## Input data
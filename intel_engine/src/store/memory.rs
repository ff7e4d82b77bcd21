//! In-memory store — used by tests and as the fallback when no database is
//! configured. Same contract, no durability.

use std::collections::HashMap;

use async_trait::async_trait;
use chrono::{DateTime, Utc};
use tokio::sync::RwLock;

use crate::error::{IntelError, Result};
use crate::models::commit::CommitRecord;
use crate::models::deployment::DeploymentRecord;
use crate::models::incident::IncidentRecord;
use crate::models::pattern::PatternRecord;

use super::{AuthorStats, MemoryStore};

#[derive(Default)]
struct Inner {
    commits: HashMap<String, CommitRecord>,
    deployments: HashMap<String, DeploymentRecord>,
    incidents: Vec<IncidentRecord>,
    patterns: HashMap<String, PatternRecord>,
}

#[derive(Default)]
pub struct InMemoryStore {
    inner: RwLock<Inner>,
}

impl InMemoryStore {
    pub fn new() -> Self {
        Self::default()
    }
}

#[async_trait]
impl MemoryStore for InMemoryStore {
    async fn upsert_commit(&self, commit: &CommitRecord) -> Result<()> {
        let mut inner = self.inner.write().await;
        inner.commits.insert(commit.sha.clone(), commit.clone());
        Ok(())
    }

    async fn get_commit(&self, sha: &str) -> Result<Option<CommitRecord>> {
        let inner = self.inner.read().await;
        Ok(inner.commits.get(sha).cloned())
    }

    async fn count_commits(&self) -> Result<i64> {
        let inner = self.inner.read().await;
        Ok(inner.commits.len() as i64)
    }

    async fn commits_between(
        &self,
        from: DateTime<Utc>,
        to: DateTime<Utc>,
    ) -> Result<Vec<CommitRecord>> {
        let inner = self.inner.read().await;
        let mut commits: Vec<CommitRecord> = inner
            .commits
            .values()
            .filter(|c| c.committed_at >= from && c.committed_at <= to)
            .cloned()
            .collect();
        commits.sort_by(|a, b| b.committed_at.cmp(&a.committed_at));
        Ok(commits)
    }

    async fn author_stats(&self, author: &str) -> Result<AuthorStats> {
        let inner = self.inner.read().await;

        let matches = |c: &CommitRecord| {
            c.author_email.as_deref() == Some(author) || c.author.as_deref() == Some(author)
        };

        let authored: Vec<&CommitRecord> =
            inner.commits.values().filter(|c| matches(c)).collect();
        let total_commits = authored.len() as i64;
        if total_commits == 0 {
            return Ok(AuthorStats::default());
        }

        let incident_count = inner
            .incidents
            .iter()
            .filter(|i| {
                i.root_cause_commit
                    .as_deref()
                    .and_then(|sha| inner.commits.get(sha))
                    .is_some_and(matches)
            })
            .count() as i64;

        let avg_risk_score =
            authored.iter().map(|c| c.risk_score).sum::<f64>() / total_commits as f64;

        Ok(AuthorStats {
            total_commits,
            incident_count,
            incident_rate: incident_count as f64 / total_commits as f64,
            avg_risk_score,
        })
    }

    async fn insert_deployment(&self, deployment: &DeploymentRecord) -> Result<()> {
        let mut inner = self.inner.write().await;
        if inner.deployments.contains_key(&deployment.deployment_id) {
            return Err(IntelError::InvalidRecord(format!(
                "duplicate deployment_id: {}",
                deployment.deployment_id
            )));
        }
        inner
            .deployments
            .insert(deployment.deployment_id.clone(), deployment.clone());
        Ok(())
    }

    async fn get_deployment(&self, deployment_id: &str) -> Result<Option<DeploymentRecord>> {
        let inner = self.inner.read().await;
        Ok(inner.deployments.get(deployment_id).cloned())
    }

    async fn latest_deployment_for_commit(
        &self,
        sha: &str,
    ) -> Result<Option<DeploymentRecord>> {
        let inner = self.inner.read().await;
        Ok(inner
            .deployments
            .values()
            .filter(|d| d.commit_sha == sha)
            .max_by_key(|d| d.deployed_at)
            .cloned())
    }

    async fn deployments_since(
        &self,
        cutoff: DateTime<Utc>,
        limit: i64,
    ) -> Result<Vec<DeploymentRecord>> {
        let inner = self.inner.read().await;
        let mut deployments: Vec<DeploymentRecord> = inner
            .deployments
            .values()
            .filter(|d| d.deployed_at >= cutoff)
            .cloned()
            .collect();
        deployments.sort_by(|a, b| b.deployed_at.cmp(&a.deployed_at));
        deployments.truncate(limit as usize);
        Ok(deployments)
    }

    async fn mark_deployment_incident(
        &self,
        deployment_id: &str,
        incident_id: &str,
    ) -> Result<()> {
        let mut inner = self.inner.write().await;
        let deployment = inner
            .deployments
            .get_mut(deployment_id)
            .ok_or_else(|| IntelError::DeploymentNotFound(deployment_id.to_string()))?;
        deployment.resulted_in_incident = true;
        deployment.incident_id = Some(incident_id.to_string());
        Ok(())
    }

    async fn count_deployments_since(&self, cutoff: DateTime<Utc>) -> Result<i64> {
        let inner = self.inner.read().await;
        Ok(inner
            .deployments
            .values()
            .filter(|d| d.deployed_at >= cutoff)
            .count() as i64)
    }

    async fn insert_incident(&self, incident: &IncidentRecord) -> Result<()> {
        let mut inner = self.inner.write().await;
        if inner
            .incidents
            .iter()
            .any(|i| i.incident_id == incident.incident_id)
        {
            return Err(IntelError::InvalidRecord(format!(
                "duplicate incident_id: {}",
                incident.incident_id
            )));
        }
        inner.incidents.push(incident.clone());
        Ok(())
    }

    async fn incidents_since(
        &self,
        cutoff: DateTime<Utc>,
        limit: i64,
    ) -> Result<Vec<IncidentRecord>> {
        let inner = self.inner.read().await;
        let mut incidents: Vec<IncidentRecord> = inner
            .incidents
            .iter()
            .filter(|i| i.occurred_at >= cutoff)
            .cloned()
            .collect();
        incidents.sort_by(|a, b| b.occurred_at.cmp(&a.occurred_at));
        incidents.truncate(limit as usize);
        Ok(incidents)
    }

    async fn recent_incidents_with_commits(
        &self,
        limit: i64,
    ) -> Result<Vec<(IncidentRecord, CommitRecord)>> {
        let inner = self.inner.read().await;
        let mut incidents: Vec<&IncidentRecord> = inner.incidents.iter().collect();
        incidents.sort_by(|a, b| b.occurred_at.cmp(&a.occurred_at));

        let joined = incidents
            .into_iter()
            .filter_map(|incident| {
                let sha = incident.root_cause_commit.as_deref()?;
                let commit = inner.commits.get(sha)?;
                Some((incident.clone(), commit.clone()))
            })
            .take(limit as usize)
            .collect();
        Ok(joined)
    }

    async fn count_incidents_since(&self, cutoff: DateTime<Utc>) -> Result<i64> {
        let inner = self.inner.read().await;
        Ok(inner
            .incidents
            .iter()
            .filter(|i| i.occurred_at >= cutoff)
            .count() as i64)
    }

    async fn get_pattern(&self, pattern_type: &str) -> Result<Option<PatternRecord>> {
        let inner = self.inner.read().await;
        Ok(inner.patterns.get(pattern_type).cloned())
    }

    async fn upsert_pattern(&self, pattern: &PatternRecord) -> Result<()> {
        let mut inner = self.inner.write().await;
        inner
            .patterns
            .insert(pattern.pattern_type.clone(), pattern.clone());
        Ok(())
    }

    async fn patterns_above_confidence(
        &self,
        threshold: f64,
        limit: i64,
    ) -> Result<Vec<PatternRecord>> {
        let inner = self.inner.read().await;
        let mut patterns: Vec<PatternRecord> = inner
            .patterns
            .values()
            .filter(|p| p.confidence >= threshold)
            .cloned()
            .collect();
        patterns.sort_by(|a, b| {
            b.occurrence_count
                .cmp(&a.occurrence_count)
                .then_with(|| a.pattern_type.cmp(&b.pattern_type))
        });
        patterns.truncate(limit as usize);
        Ok(patterns)
    }
}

## Your assignment
Search the data above for the word "IncidentRecord". Copy each line it is in.

## Task response
use crate::models::incident::IncidentRecord;
    incidents: Vec<IncidentRecord>,
    async fn insert_incident(&self, incident: &IncidentRecord) -> Result<()> {
    ) -> Result<Vec<IncidentRecord>> {
        let mut incidents: Vec<IncidentRecord> = inner
    ) -> Result<Vec<(IncidentRecord, CommitRecord)>> {
        let mut incidents: Vec<&IncidentRecord> = inner.incidents.iter().collect();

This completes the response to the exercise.